Cotidiano

Lages: Decisão beneficia servidora doente

No âmago de ser absolutamente fiel à legislação, a Prefeitura de Lages chega a exagerar. É que existe uma lei municipal ordinária de 1996 prevendo o pagamento de vale alimentação aos servidores. Entretanto, no ano de 2015 um decreto regulamentou a norma, excetuando do direito servidores afastados por mais de 15 dias por internamento hospitalar ou doença infectocontagiosa. A regulamentação entendeu que o servidor somente recebe o vale alimentação se estiver na ativa. Se ficar doente, mesmo continuando a necessidade de se alimentar, não deve ter o benefício.

ENTRETANTO

Uma servidora efetiva acabou, lamentavelmente, tendo diagnosticado um câncer de mama. Para tratamento, terá que ficar afastada desde 01 de junho deste ano até a metade de novembro. Ela recorreu ao advogado Roselito Everaldo de Lins que entrou com uma ação no Juizado Especial Cível da Comarca de Lages. Argumento é de que o decreto regulamentador não pode estabelecer norma superior ao que diz a lei ordinária.
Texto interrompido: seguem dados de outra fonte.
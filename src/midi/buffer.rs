// src/midi/buffer.rs
// Per-cycle MIDI event buffer exchanged with the driver

use crate::config::MidiConfig;

/// Events of one process cycle, stored back to back in a byte arena.
/// Used both as the input a channel records from and as the output it
/// plays into. Capacity is reserved up front so that pushing on the
/// processing thread does not allocate in the common case.
#[derive(Debug, Clone, Default, PartialEq, Eq)]
pub struct MidiBuffer {
    n_frames: u32,
    bytes: Vec<u8>,
    events: Vec<(u32, usize, usize)>, // (time, offset, len)
}

impl MidiBuffer {
    pub fn new(n_frames: u32) -> Self {
        Self::with_capacity(n_frames, 64)
    }

    pub fn with_capacity(n_frames: u32, max_events: usize) -> Self {
        Self {
            n_frames,
            bytes: Vec::with_capacity(max_events * 3),
            events: Vec::with_capacity(max_events),
        }
    }

    pub fn from_config(n_frames: u32, config: &MidiConfig) -> Self {
        Self::with_capacity(n_frames, config.buffer_events)
    }

    /// Frames covered by this buffer.
    pub fn n_frames(&self) -> u32 {
        self.n_frames
    }

    /// Reuse the buffer for a new cycle, keeping the allocation.
    pub fn reset(&mut self, n_frames: u32) {
        self.n_frames = n_frames;
        self.bytes.clear();
        self.events.clear();
    }

    /// Append an event. Events are expected in non-decreasing time order.
    pub fn push(&mut self, time: u32, data: &[u8]) {
        let offset = self.bytes.len();
        self.bytes.extend_from_slice(data);
        self.events.push((time, offset, data.len()));
    }

    pub fn len(&self) -> usize {
        self.events.len()
    }

    pub fn is_empty(&self) -> bool {
        self.events.is_empty()
    }

    pub fn get(&self, idx: usize) -> Option<(u32, &[u8])> {
        let &(time, offset, len) = self.events.get(idx)?;
        Some((time, &self.bytes[offset..offset + len]))
    }

    pub fn iter(&self) -> impl Iterator<Item = (u32, &[u8])> + '_ {
        self.events
            .iter()
            .map(|&(time, offset, len)| (time, &self.bytes[offset..offset + len]))
    }

    /// Owned copy of all events, mostly useful in tests.
    pub fn to_vec(&self) -> Vec<(u32, Vec<u8>)> {
        self.iter().map(|(t, d)| (t, d.to_vec())).collect()
    }
}

#[cfg(test)]
mod tests {
    use super::*;

    #[test]
    fn test_push_and_get() {
        let mut buf = MidiBuffer::new(128);
        buf.push(3, &[0x90, 60, 100]);
        buf.push(10, &[0xC0, 7]);
        assert_eq!(buf.len(), 2);
        assert_eq!(buf.get(1), Some((10, &[0xC0u8, 7][..])));
        assert_eq!(buf.get(2), None);
    }

    #[test]
    fn test_from_config_reserves_events() {
        let config = MidiConfig {
            buffer_events: 32,
            ..MidiConfig::default()
        };
        let buf = MidiBuffer::from_config(16, &config);
        assert_eq!(buf.n_frames(), 16);
        assert!(buf.events.capacity() >= 32);
    }

    #[test]
    fn test_reset_keeps_capacity() {
        let mut buf = MidiBuffer::with_capacity(64, 8);
        buf.push(0, &[0x90, 60, 100]);
        buf.reset(32);
        assert!(buf.is_empty());
        assert_eq!(buf.n_frames(), 32);
        assert!(buf.events.capacity() >= 8);
    }
}
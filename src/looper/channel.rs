// src/looper/channel.rs
// Contract between a loop and the channels it drives

use std::sync::atomic::{AtomicI32, AtomicI64, AtomicU8, AtomicU32, Ordering};

use super::{ChannelMode, LoopMode};
use crate::audio::AudioChannel;
use crate::error::Result;
use crate::midi::MidiChannel;

/// The first planned transition of a loop, as seen by its channels.
#[derive(Debug, Clone, Copy, PartialEq, Eq)]
pub struct NextMode {
    pub mode: LoopMode,
    /// Triggers to wait before the transition applies.
    pub delay: u32,
    /// Samples until the next trigger, when known. Only provided for
    /// `delay == 0`.
    pub eta: Option<u32>,
}

/// Everything a channel needs to process one (sub-)cycle of its loop.
#[derive(Debug, Clone, Copy, PartialEq, Eq)]
pub struct ProcessCycle {
    pub mode: LoopMode,
    pub next: Option<NextMode>,
    pub n_samples: u32,
    pub pos_before: u32,
    pub pos_after: u32,
    pub length_before: u32,
    pub length_after: u32,
}

/// Scalars of a channel that any thread may read or write without going
/// through the command queue.
#[derive(Debug)]
pub struct ChannelShared {
    mode: AtomicU8,
    start_offset: AtomicI32,
    pre_play_samples: AtomicU32,
    data_seq_nr: AtomicU32,
    length: AtomicU32,
    played_back_sample: AtomicI64, // -1: none
}

impl ChannelShared {
    pub fn new(mode: ChannelMode) -> Self {
        Self {
            mode: AtomicU8::new(mode as u8),
            start_offset: AtomicI32::new(0),
            pre_play_samples: AtomicU32::new(0),
            data_seq_nr: AtomicU32::new(0),
            length: AtomicU32::new(0),
            played_back_sample: AtomicI64::new(-1),
        }
    }

    pub fn mode(&self) -> ChannelMode {
        ChannelMode::from_u8(self.mode.load(Ordering::Relaxed))
    }

    pub fn set_mode(&self, mode: ChannelMode) {
        self.mode.store(mode as u8, Ordering::Relaxed);
    }

    pub fn start_offset(&self) -> i32 {
        self.start_offset.load(Ordering::Relaxed)
    }

    pub fn set_start_offset(&self, offset: i32) {
        self.start_offset.store(offset, Ordering::Relaxed);
    }

    pub fn pre_play_samples(&self) -> u32 {
        self.pre_play_samples.load(Ordering::Relaxed)
    }

    pub fn set_pre_play_samples(&self, samples: u32) {
        self.pre_play_samples.store(samples, Ordering::Relaxed);
    }

    pub fn data_seq_nr(&self) -> u32 {
        self.data_seq_nr.load(Ordering::Acquire)
    }

    /// Mark the channel content as changed.
    pub fn bump_data_seq_nr(&self) {
        self.data_seq_nr.fetch_add(1, Ordering::AcqRel);
    }

    pub fn length(&self) -> u32 {
        self.length.load(Ordering::Relaxed)
    }

    pub(crate) fn set_length(&self, length: u32) {
        self.length.store(length, Ordering::Relaxed);
    }

    /// Channel position played back in the last cycle, if any.
    pub fn played_back_sample(&self) -> Option<u32> {
        u32::try_from(self.played_back_sample.load(Ordering::Relaxed)).ok()
    }

    pub(crate) fn set_played_back_sample(&self, sample: Option<i64>) {
        let value = sample.filter(|&s| s >= 0).unwrap_or(-1);
        self.played_back_sample.store(value, Ordering::Relaxed);
    }
}

/// Operations every channel kind offers its loop. Methods prefixed with
/// `proc_` run on the processing thread only.
pub trait LoopChannel {
    /// Drain queued commands, then record, play back, replace or
    /// pre-record exactly `cycle.n_samples` samples.
    fn proc_process(&mut self, cycle: &ProcessCycle) -> Result<()>;

    /// Samples until one of the bound external buffers runs out for the
    /// operations the given state implies.
    fn proc_get_next_poi(&self, mode: LoopMode, next: Option<NextMode>, length: u32, position: u32) -> Option<u32>;

    fn proc_handle_poi(&mut self, mode: LoopMode, length: u32, position: u32);

    fn mode(&self) -> ChannelMode;
    fn set_mode(&self, mode: ChannelMode);
    fn start_offset(&self) -> i32;
    fn set_start_offset(&self, offset: i32);
    fn pre_play_samples(&self) -> u32;
    fn set_pre_play_samples(&self, samples: u32);
    fn data_seq_nr(&self) -> u32;
    /// Length of the recorded content.
    fn length(&self) -> u32;
    fn proc_set_length(&mut self, length: u32);
}

/// A channel owned by a loop.
pub enum Channel {
    Audio(AudioChannel),
    Midi(MidiChannel),
}

impl Channel {
    pub fn as_audio_mut(&mut self) -> Option<&mut AudioChannel> {
        match self {
            Channel::Audio(chan) => Some(chan),
            Channel::Midi(_) => None,
        }
    }

    pub fn as_midi_mut(&mut self) -> Option<&mut MidiChannel> {
        match self {
            Channel::Midi(chan) => Some(chan),
            Channel::Audio(_) => None,
        }
    }

    fn inner(&self) -> &dyn LoopChannel {
        match self {
            Channel::Audio(chan) => chan as &dyn LoopChannel,
            Channel::Midi(chan) => chan as &dyn LoopChannel,
        }
    }

    fn inner_mut(&mut self) -> &mut dyn LoopChannel {
        match self {
            Channel::Audio(chan) => chan as &mut dyn LoopChannel,
            Channel::Midi(chan) => chan as &mut dyn LoopChannel,
        }
    }
}

impl From<AudioChannel> for Channel {
    fn from(chan: AudioChannel) -> Self {
        Channel::Audio(chan)
    }
}

impl From<MidiChannel> for Channel {
    fn from(chan: MidiChannel) -> Self {
        Channel::Midi(chan)
    }
}

impl LoopChannel for Channel {
    fn proc_process(&mut self, cycle: &ProcessCycle) -> Result<()> {
        self.inner_mut().proc_process(cycle)
    }

    fn proc_get_next_poi(&self, mode: LoopMode, next: Option<NextMode>, length: u32, position: u32) -> Option<u32> {
        self.inner().proc_get_next_poi(mode, next, length, position)
    }

    fn proc_handle_poi(&mut self, mode: LoopMode, length: u32, position: u32) {
        self.inner_mut().proc_handle_poi(mode, length, position)
    }

    fn mode(&self) -> ChannelMode {
        self.inner().mode()
    }

    fn set_mode(&self, mode: ChannelMode) {
        self.inner().set_mode(mode)
    }

    fn start_offset(&self) -> i32 {
        self.inner().start_offset()
    }

    fn set_start_offset(&self, offset: i32) {
        self.inner().set_start_offset(offset)
    }

    fn pre_play_samples(&self) -> u32 {
        self.inner().pre_play_samples()
    }

    fn set_pre_play_samples(&self, samples: u32) {
        self.inner().set_pre_play_samples(samples)
    }

    fn data_seq_nr(&self) -> u32 {
        self.inner().data_seq_nr()
    }

    fn length(&self) -> u32 {
        self.inner().length()
    }

    fn proc_set_length(&mut self, length: u32) {
        self.inner_mut().proc_set_length(length)
    }
}
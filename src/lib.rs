pub mod audio;
pub mod command_queue;
pub mod config;
pub mod error;
pub mod looper;
pub mod midi;

pub use audio::{AudioChannel, AudioChannelHandle, BufferPool};
pub use command_queue::CommandQueue;
pub use config::EngineConfig;
pub use error::{BufferKind, CommandError, EngineError, Result};
pub use looper::{
    process_loops, BasicLoop, Channel, ChannelMode, LoopChannel, LoopHandle, LoopMode, PoiFlags,
    PointOfInterest,
};
pub use midi::{MidiBuffer, MidiChannel, MidiChannelHandle, MidiWireEvent};
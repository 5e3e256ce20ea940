pub mod buffer;
pub mod channel;
pub mod state_diff;
pub mod state_tracker;
pub mod storage;

pub use buffer::MidiBuffer;
pub use channel::{MidiChannel, MidiChannelHandle, MidiWireEvent};
pub use state_diff::{DiffAction, DiffSide, MidiStateDiffTracker};
pub use state_tracker::{MidiStateTracker, StateChange};
pub use storage::{CursorFindResult, MidiCursor, MidiRecord, MidiStorage, TruncateSide};

pub const NOTE_OFF: u8 = 0x80;
pub const NOTE_ON: u8 = 0x90;
pub const CONTROL_CHANGE: u8 = 0xB0;
pub const PROGRAM_CHANGE: u8 = 0xC0;
pub const CHANNEL_PRESSURE: u8 = 0xD0;
pub const PITCH_WHEEL: u8 = 0xE0;

pub const CC_ALL_SOUND_OFF: u8 = 120;
pub const CC_ALL_NOTES_OFF: u8 = 123;

pub const PITCH_WHEEL_CENTER: u16 = 0x2000;

/// All Sound Off on MIDI channel 0.
pub const ALL_SOUND_OFF_CHANNEL_0: [u8; 3] = [CONTROL_CHANGE, CC_ALL_SOUND_OFF, 0];

/// A channel voice message, decoded from raw bytes.
#[derive(Debug, Clone, Copy, PartialEq, Eq)]
pub enum MidiMessage {
    NoteOn { channel: u8, note: u8, velocity: u8 },
    NoteOff { channel: u8, note: u8 },
    ControlChange { channel: u8, controller: u8, value: u8 },
    ProgramChange { channel: u8, program: u8 },
    ChannelPressure { channel: u8, value: u8 },
    PitchWheel { channel: u8, value: u16 },
}

impl MidiMessage {
    /// Decode a channel voice message. Anything else (system messages,
    /// poly pressure, truncated data) yields `None`.
    pub fn parse(data: &[u8]) -> Option<Self> {
        let status = *data.first()?;
        let channel = status & 0x0F;
        let byte = |i: usize| data.get(i).map(|b| b & 0x7F);
        match status & 0xF0 {
            NOTE_ON => {
                let note = byte(1)?;
                let velocity = byte(2)?;
                if velocity == 0 {
                    Some(Self::NoteOff { channel, note })
                } else {
                    Some(Self::NoteOn {
                        channel,
                        note,
                        velocity,
                    })
                }
            }
            NOTE_OFF => Some(Self::NoteOff {
                channel,
                note: byte(1)?,
            }),
            CONTROL_CHANGE => Some(Self::ControlChange {
                channel,
                controller: byte(1)?,
                value: byte(2)?,
            }),
            PROGRAM_CHANGE => Some(Self::ProgramChange {
                channel,
                program: byte(1)?,
            }),
            CHANNEL_PRESSURE => Some(Self::ChannelPressure {
                channel,
                value: byte(1)?,
            }),
            PITCH_WHEEL => {
                let lsb = byte(1)? as u16;
                let msb = byte(2)? as u16;
                Some(Self::PitchWheel {
                    channel,
                    value: lsb | (msb << 7),
                })
            }
            _ => None,
        }
    }

    /// Encode into a fixed buffer, returning the used length.
    pub fn encode(&self) -> ([u8; 3], usize) {
        match *self {
            Self::NoteOn {
                channel,
                note,
                velocity,
            } => ([NOTE_ON | channel, note, velocity], 3),
            Self::NoteOff { channel, note } => ([NOTE_OFF | channel, note, 64], 3),
            Self::ControlChange {
                channel,
                controller,
                value,
            } => ([CONTROL_CHANGE | channel, controller, value], 3),
            Self::ProgramChange { channel, program } => ([PROGRAM_CHANGE | channel, program, 0], 2),
            Self::ChannelPressure { channel, value } => ([CHANNEL_PRESSURE | channel, value, 0], 2),
            Self::PitchWheel { channel, value } => (
                [
                    PITCH_WHEEL | channel,
                    (value & 0x7F) as u8,
                    ((value >> 7) & 0x7F) as u8,
                ],
                3,
            ),
        }
    }
}

#[cfg(test)]
mod tests {
    use super::*;

    #[test]
    fn test_note_on_zero_velocity_is_note_off() {
        assert_eq!(
            MidiMessage::parse(&[0x93, 60, 0]),
            Some(MidiMessage::NoteOff { channel: 3, note: 60 })
        );
    }

    #[test]
    fn test_pitch_wheel_decoding() {
        assert_eq!(
            MidiMessage::parse(&[0xE1, 0x00, 0x40]),
            Some(MidiMessage::PitchWheel {
                channel: 1,
                value: 0x2000
            })
        );
        let (bytes, len) = MidiMessage::PitchWheel {
            channel: 1,
            value: 0x3FFF,
        }
        .encode();
        assert_eq!(&bytes[..len], &[0xE1, 0x7F, 0x7F]);
    }

    #[test]
    fn test_ignores_system_and_truncated_messages() {
        assert_eq!(MidiMessage::parse(&[0xF8]), None);
        assert_eq!(MidiMessage::parse(&[0x90, 60]), None);
        assert_eq!(MidiMessage::parse(&[]), None);
    }

    #[test]
    fn test_program_change_is_two_bytes() {
        let (bytes, len) = MidiMessage::ProgramChange {
            channel: 2,
            program: 5,
        }
        .encode();
        assert_eq!(&bytes[..len], &[0xC2, 5]);
    }
}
A juíza Karina Maliska Peiter deferiu tutela provisória de urgência, restabelecendo o benefício à servidora.

Retaguarda jurídica da prefeitura poderá se manifestar ato contínuo ao processo, mas a decisão evidencia que mesmo afastado, dependendo da razão, servidor pode continuar recebendo o vale alimentação que se constitui um benefício complementar ao salário.